-- INPUT MATERIAL follows --
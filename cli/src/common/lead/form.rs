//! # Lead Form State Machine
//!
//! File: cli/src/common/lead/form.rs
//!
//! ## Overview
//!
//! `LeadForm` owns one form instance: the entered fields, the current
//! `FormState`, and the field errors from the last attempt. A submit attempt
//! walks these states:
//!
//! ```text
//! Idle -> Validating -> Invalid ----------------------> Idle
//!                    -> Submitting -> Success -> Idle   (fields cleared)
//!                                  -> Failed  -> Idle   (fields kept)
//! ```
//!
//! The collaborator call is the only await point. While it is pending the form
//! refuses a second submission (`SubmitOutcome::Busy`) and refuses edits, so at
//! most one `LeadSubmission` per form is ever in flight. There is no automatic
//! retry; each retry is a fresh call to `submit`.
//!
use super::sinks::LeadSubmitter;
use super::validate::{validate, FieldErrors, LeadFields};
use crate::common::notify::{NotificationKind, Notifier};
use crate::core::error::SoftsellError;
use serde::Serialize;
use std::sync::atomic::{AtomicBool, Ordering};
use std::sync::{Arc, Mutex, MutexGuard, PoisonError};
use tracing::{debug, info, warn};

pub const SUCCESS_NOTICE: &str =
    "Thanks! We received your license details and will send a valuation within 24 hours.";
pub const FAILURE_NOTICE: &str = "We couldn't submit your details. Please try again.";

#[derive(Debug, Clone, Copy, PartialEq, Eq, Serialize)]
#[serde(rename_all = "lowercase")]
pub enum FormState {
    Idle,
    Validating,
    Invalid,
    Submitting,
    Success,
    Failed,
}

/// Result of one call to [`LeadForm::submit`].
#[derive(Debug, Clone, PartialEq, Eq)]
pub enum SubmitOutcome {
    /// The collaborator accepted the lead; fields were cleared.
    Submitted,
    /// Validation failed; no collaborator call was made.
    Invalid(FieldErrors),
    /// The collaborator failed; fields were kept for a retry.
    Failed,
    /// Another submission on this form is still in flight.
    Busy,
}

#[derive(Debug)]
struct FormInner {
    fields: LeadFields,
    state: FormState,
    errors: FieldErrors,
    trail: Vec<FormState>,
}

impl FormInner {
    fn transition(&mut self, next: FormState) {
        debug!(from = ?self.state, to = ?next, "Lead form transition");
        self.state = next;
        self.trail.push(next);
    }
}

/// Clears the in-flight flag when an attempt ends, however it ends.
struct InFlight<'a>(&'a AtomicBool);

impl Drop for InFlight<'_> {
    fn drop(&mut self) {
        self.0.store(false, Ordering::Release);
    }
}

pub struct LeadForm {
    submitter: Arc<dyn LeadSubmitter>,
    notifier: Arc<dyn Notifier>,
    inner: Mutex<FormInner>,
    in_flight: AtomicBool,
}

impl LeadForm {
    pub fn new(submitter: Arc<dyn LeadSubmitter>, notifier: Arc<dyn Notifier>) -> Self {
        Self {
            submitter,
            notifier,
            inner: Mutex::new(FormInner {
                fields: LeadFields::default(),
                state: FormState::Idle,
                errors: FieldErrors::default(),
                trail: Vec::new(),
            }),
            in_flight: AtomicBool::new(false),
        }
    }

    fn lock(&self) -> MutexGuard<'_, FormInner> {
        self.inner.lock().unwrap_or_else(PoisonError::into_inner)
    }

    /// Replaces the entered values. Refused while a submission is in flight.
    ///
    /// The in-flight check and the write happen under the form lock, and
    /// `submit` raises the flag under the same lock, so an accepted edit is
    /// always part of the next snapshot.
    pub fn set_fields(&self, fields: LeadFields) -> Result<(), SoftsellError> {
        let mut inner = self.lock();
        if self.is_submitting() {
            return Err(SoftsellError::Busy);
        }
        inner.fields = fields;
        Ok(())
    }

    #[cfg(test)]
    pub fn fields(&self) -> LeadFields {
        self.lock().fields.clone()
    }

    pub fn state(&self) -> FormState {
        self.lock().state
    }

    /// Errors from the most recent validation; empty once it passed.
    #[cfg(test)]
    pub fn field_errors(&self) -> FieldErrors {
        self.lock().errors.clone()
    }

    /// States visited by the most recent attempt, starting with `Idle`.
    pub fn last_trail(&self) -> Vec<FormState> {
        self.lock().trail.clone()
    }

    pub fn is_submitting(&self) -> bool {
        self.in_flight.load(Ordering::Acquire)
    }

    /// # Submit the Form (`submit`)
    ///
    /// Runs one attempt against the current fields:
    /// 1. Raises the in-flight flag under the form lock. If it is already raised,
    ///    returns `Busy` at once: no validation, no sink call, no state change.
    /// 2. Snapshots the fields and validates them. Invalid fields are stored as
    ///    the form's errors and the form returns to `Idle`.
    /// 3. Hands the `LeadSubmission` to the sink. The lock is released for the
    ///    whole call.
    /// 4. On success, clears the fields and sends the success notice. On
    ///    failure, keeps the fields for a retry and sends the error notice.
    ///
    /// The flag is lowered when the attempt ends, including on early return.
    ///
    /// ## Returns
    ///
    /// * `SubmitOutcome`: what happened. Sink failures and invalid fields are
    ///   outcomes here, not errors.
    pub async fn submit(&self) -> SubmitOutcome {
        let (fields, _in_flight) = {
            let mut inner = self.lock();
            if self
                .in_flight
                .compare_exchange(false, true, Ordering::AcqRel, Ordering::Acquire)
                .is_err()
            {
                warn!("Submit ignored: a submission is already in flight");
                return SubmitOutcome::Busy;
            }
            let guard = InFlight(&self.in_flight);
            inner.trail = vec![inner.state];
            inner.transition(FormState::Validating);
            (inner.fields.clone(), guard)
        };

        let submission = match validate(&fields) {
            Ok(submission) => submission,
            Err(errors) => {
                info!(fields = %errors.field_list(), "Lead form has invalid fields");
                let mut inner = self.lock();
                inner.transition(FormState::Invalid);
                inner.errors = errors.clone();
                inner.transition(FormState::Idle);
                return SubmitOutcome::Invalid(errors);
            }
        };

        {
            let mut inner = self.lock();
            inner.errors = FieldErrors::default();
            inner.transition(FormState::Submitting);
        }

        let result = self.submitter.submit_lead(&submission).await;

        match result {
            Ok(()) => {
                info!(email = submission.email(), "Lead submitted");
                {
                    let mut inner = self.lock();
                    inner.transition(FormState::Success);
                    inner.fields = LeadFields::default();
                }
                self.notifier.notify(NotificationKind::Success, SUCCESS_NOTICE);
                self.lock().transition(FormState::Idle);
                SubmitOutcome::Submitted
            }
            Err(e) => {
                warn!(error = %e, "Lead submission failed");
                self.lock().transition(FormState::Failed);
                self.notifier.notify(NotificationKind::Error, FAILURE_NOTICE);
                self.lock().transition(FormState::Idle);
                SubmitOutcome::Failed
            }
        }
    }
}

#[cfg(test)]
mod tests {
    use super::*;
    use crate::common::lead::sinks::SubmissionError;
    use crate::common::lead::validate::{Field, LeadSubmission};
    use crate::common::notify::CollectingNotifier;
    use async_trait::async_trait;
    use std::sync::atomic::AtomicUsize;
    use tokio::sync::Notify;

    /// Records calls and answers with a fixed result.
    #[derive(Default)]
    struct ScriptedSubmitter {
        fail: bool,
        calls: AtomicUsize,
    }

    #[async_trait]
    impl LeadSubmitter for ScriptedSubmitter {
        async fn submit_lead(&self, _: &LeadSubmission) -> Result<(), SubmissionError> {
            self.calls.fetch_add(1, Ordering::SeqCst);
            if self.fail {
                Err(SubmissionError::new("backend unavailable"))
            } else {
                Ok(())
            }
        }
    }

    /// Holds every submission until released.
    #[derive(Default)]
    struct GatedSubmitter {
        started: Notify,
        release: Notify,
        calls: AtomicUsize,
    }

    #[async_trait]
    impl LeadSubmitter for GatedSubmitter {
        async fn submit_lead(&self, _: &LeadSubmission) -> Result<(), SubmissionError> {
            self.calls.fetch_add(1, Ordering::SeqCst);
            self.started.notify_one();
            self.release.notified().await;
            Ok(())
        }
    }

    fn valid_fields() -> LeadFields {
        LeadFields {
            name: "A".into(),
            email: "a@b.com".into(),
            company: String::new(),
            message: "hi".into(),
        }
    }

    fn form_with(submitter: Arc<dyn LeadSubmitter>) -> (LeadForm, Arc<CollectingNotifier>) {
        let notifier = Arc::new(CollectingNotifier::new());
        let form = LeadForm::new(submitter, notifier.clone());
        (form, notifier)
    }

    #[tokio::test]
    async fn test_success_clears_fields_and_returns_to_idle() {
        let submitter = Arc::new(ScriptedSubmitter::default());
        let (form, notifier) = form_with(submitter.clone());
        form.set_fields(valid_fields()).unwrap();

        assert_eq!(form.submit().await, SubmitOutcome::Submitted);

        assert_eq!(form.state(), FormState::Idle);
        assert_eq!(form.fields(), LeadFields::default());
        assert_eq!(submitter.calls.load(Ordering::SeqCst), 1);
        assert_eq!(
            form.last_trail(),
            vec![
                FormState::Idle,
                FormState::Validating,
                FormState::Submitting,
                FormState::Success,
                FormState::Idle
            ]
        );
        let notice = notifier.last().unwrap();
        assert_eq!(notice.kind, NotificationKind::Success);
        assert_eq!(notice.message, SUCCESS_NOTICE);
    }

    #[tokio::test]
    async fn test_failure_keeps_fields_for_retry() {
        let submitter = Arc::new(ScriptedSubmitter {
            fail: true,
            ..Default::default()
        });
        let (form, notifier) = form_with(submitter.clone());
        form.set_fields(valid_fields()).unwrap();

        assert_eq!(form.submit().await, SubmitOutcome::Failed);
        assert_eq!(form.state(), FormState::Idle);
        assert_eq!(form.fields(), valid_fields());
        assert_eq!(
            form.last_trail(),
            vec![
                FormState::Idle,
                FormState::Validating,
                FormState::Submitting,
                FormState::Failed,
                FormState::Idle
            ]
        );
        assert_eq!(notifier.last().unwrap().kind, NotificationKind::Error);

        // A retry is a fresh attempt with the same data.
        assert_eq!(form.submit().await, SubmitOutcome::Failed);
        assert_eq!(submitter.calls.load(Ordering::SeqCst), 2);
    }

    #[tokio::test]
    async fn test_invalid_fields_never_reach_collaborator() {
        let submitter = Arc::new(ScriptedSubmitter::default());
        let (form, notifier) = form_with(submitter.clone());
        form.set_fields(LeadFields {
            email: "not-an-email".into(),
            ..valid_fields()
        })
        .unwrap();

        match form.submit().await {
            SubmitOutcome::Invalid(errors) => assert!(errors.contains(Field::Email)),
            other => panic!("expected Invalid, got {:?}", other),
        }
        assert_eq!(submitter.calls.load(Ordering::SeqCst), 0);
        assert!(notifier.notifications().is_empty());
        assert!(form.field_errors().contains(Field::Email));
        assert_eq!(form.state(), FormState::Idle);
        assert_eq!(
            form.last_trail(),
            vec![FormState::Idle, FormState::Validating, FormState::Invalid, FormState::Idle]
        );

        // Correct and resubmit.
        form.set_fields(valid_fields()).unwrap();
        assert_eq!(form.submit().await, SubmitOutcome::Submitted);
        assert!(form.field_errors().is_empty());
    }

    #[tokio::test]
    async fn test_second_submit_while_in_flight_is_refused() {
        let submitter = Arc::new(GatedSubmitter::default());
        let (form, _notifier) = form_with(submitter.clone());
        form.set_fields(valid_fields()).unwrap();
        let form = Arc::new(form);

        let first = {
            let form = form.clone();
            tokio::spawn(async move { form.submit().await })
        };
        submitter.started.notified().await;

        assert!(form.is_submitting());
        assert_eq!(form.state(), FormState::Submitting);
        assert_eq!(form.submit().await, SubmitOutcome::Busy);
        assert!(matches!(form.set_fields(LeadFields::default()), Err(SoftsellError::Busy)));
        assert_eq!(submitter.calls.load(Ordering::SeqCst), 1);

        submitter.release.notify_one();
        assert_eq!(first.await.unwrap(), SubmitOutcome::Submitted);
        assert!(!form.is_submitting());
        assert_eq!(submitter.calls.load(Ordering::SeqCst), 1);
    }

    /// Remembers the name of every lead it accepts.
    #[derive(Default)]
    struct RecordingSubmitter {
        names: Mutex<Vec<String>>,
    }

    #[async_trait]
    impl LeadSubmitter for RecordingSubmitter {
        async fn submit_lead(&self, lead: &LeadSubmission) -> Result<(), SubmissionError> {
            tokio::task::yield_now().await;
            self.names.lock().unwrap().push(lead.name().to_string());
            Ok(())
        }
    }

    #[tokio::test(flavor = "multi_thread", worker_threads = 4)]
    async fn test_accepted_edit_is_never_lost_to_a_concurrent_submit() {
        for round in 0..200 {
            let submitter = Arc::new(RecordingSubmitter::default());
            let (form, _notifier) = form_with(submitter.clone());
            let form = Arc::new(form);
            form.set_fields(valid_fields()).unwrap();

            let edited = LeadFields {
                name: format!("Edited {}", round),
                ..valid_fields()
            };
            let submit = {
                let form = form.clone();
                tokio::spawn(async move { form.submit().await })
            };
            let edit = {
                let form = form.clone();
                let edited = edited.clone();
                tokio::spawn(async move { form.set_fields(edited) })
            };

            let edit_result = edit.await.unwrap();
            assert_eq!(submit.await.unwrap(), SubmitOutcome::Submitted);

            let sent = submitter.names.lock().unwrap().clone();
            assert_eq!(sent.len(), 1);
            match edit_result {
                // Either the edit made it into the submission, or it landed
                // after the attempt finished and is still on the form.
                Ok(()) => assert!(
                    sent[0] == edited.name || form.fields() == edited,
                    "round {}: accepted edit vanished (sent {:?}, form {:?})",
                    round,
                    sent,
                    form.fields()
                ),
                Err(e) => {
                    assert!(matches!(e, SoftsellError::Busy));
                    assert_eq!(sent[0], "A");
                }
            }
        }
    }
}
-- INPUT MATERIAL concluded --
-- INPUT MATERIAL follows --
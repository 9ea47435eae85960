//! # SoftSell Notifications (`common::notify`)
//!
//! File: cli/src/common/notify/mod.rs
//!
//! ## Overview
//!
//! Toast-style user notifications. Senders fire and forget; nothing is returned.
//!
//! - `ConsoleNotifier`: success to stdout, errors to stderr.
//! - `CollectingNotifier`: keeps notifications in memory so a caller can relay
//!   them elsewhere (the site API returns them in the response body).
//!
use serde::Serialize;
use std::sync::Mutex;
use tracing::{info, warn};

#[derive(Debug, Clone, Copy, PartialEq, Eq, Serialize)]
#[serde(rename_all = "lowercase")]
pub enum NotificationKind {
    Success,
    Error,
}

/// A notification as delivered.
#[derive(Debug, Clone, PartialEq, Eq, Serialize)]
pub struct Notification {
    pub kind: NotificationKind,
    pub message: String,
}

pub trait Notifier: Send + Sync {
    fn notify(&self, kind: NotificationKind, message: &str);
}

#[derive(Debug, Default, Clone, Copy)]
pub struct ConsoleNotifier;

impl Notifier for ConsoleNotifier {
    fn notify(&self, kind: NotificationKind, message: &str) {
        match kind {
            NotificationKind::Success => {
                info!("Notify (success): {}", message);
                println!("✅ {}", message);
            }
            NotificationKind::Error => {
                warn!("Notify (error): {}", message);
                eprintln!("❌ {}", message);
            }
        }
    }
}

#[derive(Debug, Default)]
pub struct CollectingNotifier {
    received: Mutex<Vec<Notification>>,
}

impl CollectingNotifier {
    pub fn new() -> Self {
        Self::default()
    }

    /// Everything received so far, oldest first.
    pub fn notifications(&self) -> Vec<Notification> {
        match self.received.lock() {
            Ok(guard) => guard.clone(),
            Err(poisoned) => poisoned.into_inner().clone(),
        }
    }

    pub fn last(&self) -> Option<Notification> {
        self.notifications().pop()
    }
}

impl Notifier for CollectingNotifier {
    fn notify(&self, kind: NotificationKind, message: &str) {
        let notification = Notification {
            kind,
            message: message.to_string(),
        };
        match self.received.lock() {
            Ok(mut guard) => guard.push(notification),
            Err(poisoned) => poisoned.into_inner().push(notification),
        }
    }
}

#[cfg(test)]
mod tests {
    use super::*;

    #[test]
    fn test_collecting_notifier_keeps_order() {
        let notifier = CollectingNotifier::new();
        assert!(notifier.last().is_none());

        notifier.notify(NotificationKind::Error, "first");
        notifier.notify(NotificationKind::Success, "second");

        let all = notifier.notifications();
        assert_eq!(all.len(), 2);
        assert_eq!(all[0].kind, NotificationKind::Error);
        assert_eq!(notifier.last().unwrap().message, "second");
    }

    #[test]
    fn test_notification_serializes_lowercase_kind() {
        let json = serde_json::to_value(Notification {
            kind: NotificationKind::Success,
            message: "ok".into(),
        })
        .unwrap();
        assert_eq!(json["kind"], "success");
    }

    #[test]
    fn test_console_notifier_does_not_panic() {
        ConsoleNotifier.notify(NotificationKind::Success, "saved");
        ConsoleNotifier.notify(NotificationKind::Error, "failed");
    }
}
-- INPUT MATERIAL concluded --
*WHAT YOU NEED TO DO:*
Which of the lines above hold the string "common"? Pick each of them out.

*ANSWER:*
filename cli/src/common/lead/form.rs
//! File: cli/src/common/lead/form.rs
use crate::common::notify::{NotificationKind, Notifier};
    use crate::common::lead::sinks::SubmissionError;
    use crate::common::lead::validate::{Field, LeadSubmission};
    use crate::common::notify::CollectingNotifier;
//! # SoftSell Notifications (`common::notify`)
//! File: cli/src/common/notify/mod.rs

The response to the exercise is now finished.